From the entries below, say how many lines carry the word "MountContext", and give nothing but the number.

[[ DATA TO PROCESS, beginning ]]

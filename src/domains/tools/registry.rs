//! Mount registry - the single discovery pass that fills the tool catalog.
//!
//! For each discovered spec the registry validates it, resolves its published
//! name, hands it to the matching mount adapter and then registers the result
//! with the host and the nested-call catalog together. Every problem along the
//! way is logged once and the spec is skipped; the pass always completes.

use std::collections::HashMap;
use std::fmt;
use std::path::{Path, PathBuf};
use std::sync::Arc;
use tracing::{debug, info, warn};

use super::dispatcher::{CallStack, Catalog, Dispatcher};
use super::error::ToolError;
use super::mounted::{JsonObject, LogFn, MountedTool, Runner, ToolInput};
use super::mounts::{MountContext, mount};
use super::specs::{parse_tool_spec, spec_paths};
use super::validation::{SpecRejection, scalar_text, validate_tool_spec};
use crate::core::config::MountingConfig;

/// Metadata key holding [`GLOBAL_TOOL_HINT`]; tool metadata cannot replace it.
pub const GLOBAL_HINT_KEY: &str = "tool_usage_hint";

/// Usage hint attached to every registered tool: the `~` shorthand.
pub const GLOBAL_TOOL_HINT: &str = "If a user prefixes text with '~', interpret that as an explicit \
     request to use MCP tools. Treat the token after '~' as a partial tool reference, search \
     available tool names/descriptions for the best match, then call the canonical tool name.";

/// Host-side entry point of a mounted tool.
pub type HostHandler = Arc<dyn Fn(ToolInput) -> Result<JsonObject, ToolError> + Send + Sync>;

/// The registration capability the registry needs from a host server.
pub trait ToolHost {
    fn register(&mut self, name: &str, description: &str, meta: JsonObject, handler: HostHandler);
}

/// Outcome of one discovery pass.
#[derive(Debug, Clone, Default, PartialEq, Eq)]
pub struct MountReport {
    /// Spec files found under the tools directory.
    pub declared: usize,
    /// Published names, in mount order.
    pub mounted: Vec<String>,
    pub skipped: usize,
}

impl fmt::Display for MountReport {
    fn fmt(&self, f: &mut fmt::Formatter<'_>) -> fmt::Result {
        write!(
            f,
            "{} tool(s) mounted from {} spec(s), {} skipped",
            self.mounted.len(),
            self.declared,
            self.skipped
        )
    }
}

/// Mounted tools and the sealed catalog behind them.
#[derive(Debug, Clone)]
pub struct MountRegistry {
    dispatcher: Dispatcher,
    report: MountReport,
}

/// Metadata registered with the host: the tool's own keys plus the global hint.
pub fn merged_meta(tool_meta: &JsonObject) -> JsonObject {
    let mut meta = tool_meta.clone();
    if meta.contains_key(GLOBAL_HINT_KEY) {
        debug!("tool metadata key {} ignored", GLOBAL_HINT_KEY);
    }
    meta.insert(
        GLOBAL_HINT_KEY.to_string(),
        serde_json::Value::String(GLOBAL_TOOL_HINT.to_string()),
    );
    meta
}

/// Log one validation rejection.
fn log_rejection(log: &LogFn, raw: &JsonObject, path: &Path, rejection: SpecRejection) {
    let name = raw
        .get("name")
        .and_then(scalar_text)
        .map(|s| s.trim().to_string())
        .unwrap_or_default();
    let line = match rejection {
        SpecRejection::MissingName => {
            format!("[mcp-server] tool invalid ({}): {}", rejection, path.display())
        }
        SpecRejection::MissingType => format!(
            "[mcp-server] tool {} invalid ({}): {}",
            name,
            rejection,
            path.display()
        ),
        SpecRejection::UnsupportedType => {
            let tool_type = raw
                .get("type")
                .and_then(scalar_text)
                .map(|s| s.trim().to_lowercase())
                .unwrap_or_default();
            format!(
                "[mcp-server] tool {} skipped ({}): no mount for tool type {} at {}",
                name,
                rejection,
                tool_type,
                path.display()
            )
        }
    };
    log(&line);
}

/// Wrap a runner so each call records the tool on the call stack.
fn entering(name: &str, runner: Runner) -> Runner {
    let name = name.to_string();
    Runner::new(move |input, stack| runner.call(input, &stack.enter(&name)))
}

impl MountRegistry {
    /// Run one discovery pass over `settings.tools_dir`, registering every
    /// mountable tool with `host`.
    pub fn discover(settings: &MountingConfig, log: LogFn, host: &mut dyn ToolHost) -> Self {
        let dispatcher = Dispatcher::unsealed(settings.max_call_depth);
        let paths = spec_paths(&settings.tools_dir, settings.include_templates);
        info!(
            "Discovering tools in {} ({} spec file(s))",
            settings.tools_dir.display(),
            paths.len()
        );

        let mut report = MountReport {
            declared: paths.len(),
            ..MountReport::default()
        };
        let mut claimed: HashMap<String, PathBuf> = HashMap::new();
        let mut catalog = Catalog::new();

        for path in paths {
            let Some(raw) = parse_tool_spec(&path, &log) else {
                continue;
            };
            let descriptor = match validate_tool_spec(&raw) {
                Ok(descriptor) => descriptor,
                Err(rejection) => {
                    log_rejection(&log, &raw, &path, rejection);
                    continue;
                }
            };

            let published = descriptor.published_name();
            if let Some(existing) = claimed.get(&published) {
                log(&format!(
                    "[mcp-server] tool {} skipped: duplicate published name at {} (already defined at {})",
                    published,
                    path.display(),
                    existing.display()
                ));
                continue;
            }
            claimed.insert(published.clone(), path.clone());

            let ctx = MountContext {
                spec_path: &path,
                dispatcher: &dispatcher,
                log: &log,
                settings,
            };
            let Some(mounted) = mount(&descriptor, &ctx) else {
                continue;
            };

            if catalog.contains_key(&mounted.name) {
                log(&format!(
                    "[mcp-server] tool {} skipped: duplicate mounted name at {}",
                    mounted.name,
                    path.display()
                ));
                continue;
            }

            Self::register(host, &mut catalog, &mounted);
            debug!(
                tool = %mounted.name,
                tool_type = %descriptor.tool_type,
                source = %mounted.source_path.display(),
                "mounted tool"
            );
            report.mounted.push(mounted.name);
        }

        report.skipped = report.declared.saturating_sub(report.mounted.len());
        if let Err(e) = dispatcher.seal(catalog) {
            warn!("Tool catalog not sealed: {}", e);
        }
        info!("{}", report);

        Self { dispatcher, report }
    }

    /// Register with the host and insert into the catalog in one step.
    fn register(host: &mut dyn ToolHost, catalog: &mut Catalog, mounted: &MountedTool) {
        let runner = entering(&mounted.name, mounted.runner.clone());
        let host_runner = runner.clone();
        let handler: HostHandler = Arc::new(move |input: ToolInput| {
            host_runner.call(input.or_empty_object(), &CallStack::root())
        });

        host.register(
            &mounted.name,
            &mounted.description,
            merged_meta(&mounted.meta),
            handler,
        );
        catalog.insert(mounted.name.clone(), runner);
    }

    pub fn dispatcher(&self) -> &Dispatcher {
        &self.dispatcher
    }

    pub fn report(&self) -> &MountReport {
        &self.report
    }

    /// Call a mounted tool as the host would.
    pub fn call(&self, name: &str, input: ToolInput) -> Result<JsonObject, ToolError> {
        self.dispatcher
            .call(name, input.or_empty_object(), &CallStack::root())
    }
}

[[ DATA TO PROCESS, end ]]

• RESPONSE: 2